Yara is a musician and puppeteer from Beirut, Lebanon. She incorporates accordion, metallophone, electronics and prepared toy piano in her work.
27-Zorka Wollny (Poland)
Slopiewnie (with Anna Szwajgier), 2010
“Slopiewnie” was inspired by the slavic traditions of the solstice night (Ivan Kupala night) and made in collaboration with the group of students. The performance premiered at the lake site in Jelenia Góra, and later was played in the empty hall of the Shopping Mall in Poznan, at midnight of Summer Solstice, as a part of Summer Theater Festival Malta. The audience was sitting in the dark, surrounded by twenty performers. “There is a belief that the eve of Ivan Kupala is the only time of the year when ferns bloom. Prosperity, luck, discernment, and power befall whoever finds a fern flower. Therefore, on that night, village folk roam through the forests in search of magical herbs, and especially, the elusive fern flower. Traditionally, unmarried women, signified by the garlands in their hair, are the first to enter the forest. They are followed by young men...”.

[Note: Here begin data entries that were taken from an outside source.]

// Copyright The Rusted Firmware-A Contributors.
//
// SPDX-License-Identifier: BSD-3-Clause

//! Implementation-defined system registers of the Carmel cores which take part in MCE requests.

use crate::{
    aarch64::{dsb_sy, tlbi_alle1is, tlbi_alle3is},
    sysregs::{read_actlr_el1, read_actlr_el3, read_id_afr0_el1, write_actlr_el1, write_actlr_el3},
};
use arm_sysregs::{SctlrEl3, read_sctlr_el3};

const ACTLR_EL1_PMSTATE_MASK: u64 = 0xF;
const ID_AFR0_EL1_CACHE_OPS_SHIFT: u64 = 12;
const ID_AFR0_EL1_CACHE_OPS_MASK: u64 = 0xF;
const ACTLR_EL3_ENABLE_MDCR_EL3_SPME: u64 = 1 << 6;

/// Core registers used around MCE requests.
pub trait CoreRegisters {
    /// Sets the power state the core enters on its next `wfi`, in `ACTLR_EL1.PMSTATE`.
    fn set_pmstate(&self, state: u32);

    /// Returns whether the MCE cache maintenance registers are implemented, from `ID_AFR0_EL1`.
    fn cache_ops_supported(&self) -> bool;

    /// Returns whether the EL3 MMU is on.
    fn mmu_enabled(&self) -> bool;

    /// Invalidates all EL1 and EL3 TLB entries in the inner shareable domain, and waits for it.
    fn invalidate_tlbs(&self);

    /// Lets `MDCR_EL3.SPME` enable the uncore performance monitors.
    fn enable_uncore_perfmon(&self);
}

impl<T: CoreRegisters + ?Sized> CoreRegisters for &T {
    fn set_pmstate(&self, state: u32) {
        (**self).set_pmstate(state)
    }

    fn cache_ops_supported(&self) -> bool {
        (**self).cache_ops_supported()
    }

    fn mmu_enabled(&self) -> bool {
        (**self).mmu_enabled()
    }

    fn invalidate_tlbs(&self) {
        (**self).invalidate_tlbs()
    }

    fn enable_uncore_perfmon(&self) {
        (**self).enable_uncore_perfmon()
    }
}

/// The registers of the calling Carmel core.
#[derive(Debug)]
pub struct CarmelRegisters;

impl CoreRegisters for CarmelRegisters {
    fn set_pmstate(&self, state: u32) {
        let actlr = read_actlr_el1() & !ACTLR_EL1_PMSTATE_MASK;
        write_actlr_el1(actlr | u64::from(state));
    }

    fn cache_ops_supported(&self) -> bool {
        (read_id_afr0_el1() >> ID_AFR0_EL1_CACHE_OPS_SHIFT) & ID_AFR0_EL1_CACHE_OPS_MASK == 1
    }

    fn mmu_enabled(&self) -> bool {
        read_sctlr_el3().contains(SctlrEl3::M)
    }

    fn invalidate_tlbs(&self) {
        tlbi_alle1is();
        tlbi_alle3is();
        dsb_sy();
    }

    fn enable_uncore_perfmon(&self) {
        write_actlr_el3(read_actlr_el3() | ACTLR_EL3_ENABLE_MDCR_EL3_SPME);
    }
}


#[cfg(test)]
mod tests {
    use super::*;
    use crate::sysregs::fake::SYSREGS;

    #[test]
    fn carmel_registers() {
        SYSREGS.lock().unwrap().actlr_el1 = 0x1234_0007;
        CarmelRegisters.set_pmstate(1);
        assert_eq!(SYSREGS.lock().unwrap().actlr_el1, 0x1234_0001);

        SYSREGS.lock().unwrap().id_afr0_el1 = 0x1000;
        assert!(CarmelRegisters.cache_ops_supported());
        SYSREGS.lock().unwrap().id_afr0_el1 = 0x2000;
        assert!(!CarmelRegisters.cache_ops_supported());

        SYSREGS.lock().unwrap().actlr_el3 = 0x3;
        CarmelRegisters.enable_uncore_perfmon();
        assert_eq!(SYSREGS.lock().unwrap().actlr_el3, 0x43);
    }
}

Born 1980 in Krakow, Poland. Lives and works in Berlin, Germany. Her works function at the boundary between the music and visual arts and are strictly related to architecture. She collaborates—in a director-like mode—with musicians, actors and dancers and every time with members of local communities too. She has presented her projects a.o. at the Chicago Architecture Biennial (2019), Steirischer Herbst Festival (2019), Hebbel am Ufer Theatre in Berlin (2018), CTM Festival in Berlin (2020, 2018, 2015), Savvy Contemporary in Berlin (2017, 2016), De Appel in Amsterdam (2017), Heroines of Sound Festival in Berlin (2017), International Studio & Curatorial Program in New York (2017), among others. Between 2004 and 2011 (before moving to Berlin) she collaborated frequently with composer Anna Szwajgier. “Our compositions were purely acoustic. We didn’t use any electronic equipment or speaker amplification. In our practice we were exploring sounds coming from everyday life – noises made by the human body, objects, those created involuntarily when making more or less casual activities such as chatting, walking, laughing, munching, sighing, rubbing things onto each other. What interested us most is how such actions, when made by a group of people change the quality of sound from obvious into indefinable. How timbre becomes a dominating factor. We were also using a lot of various untypical instruments – objects usually used for purposes other than sound-making: hoes, high heeled shoes, boules, plastic pipes, beads…”.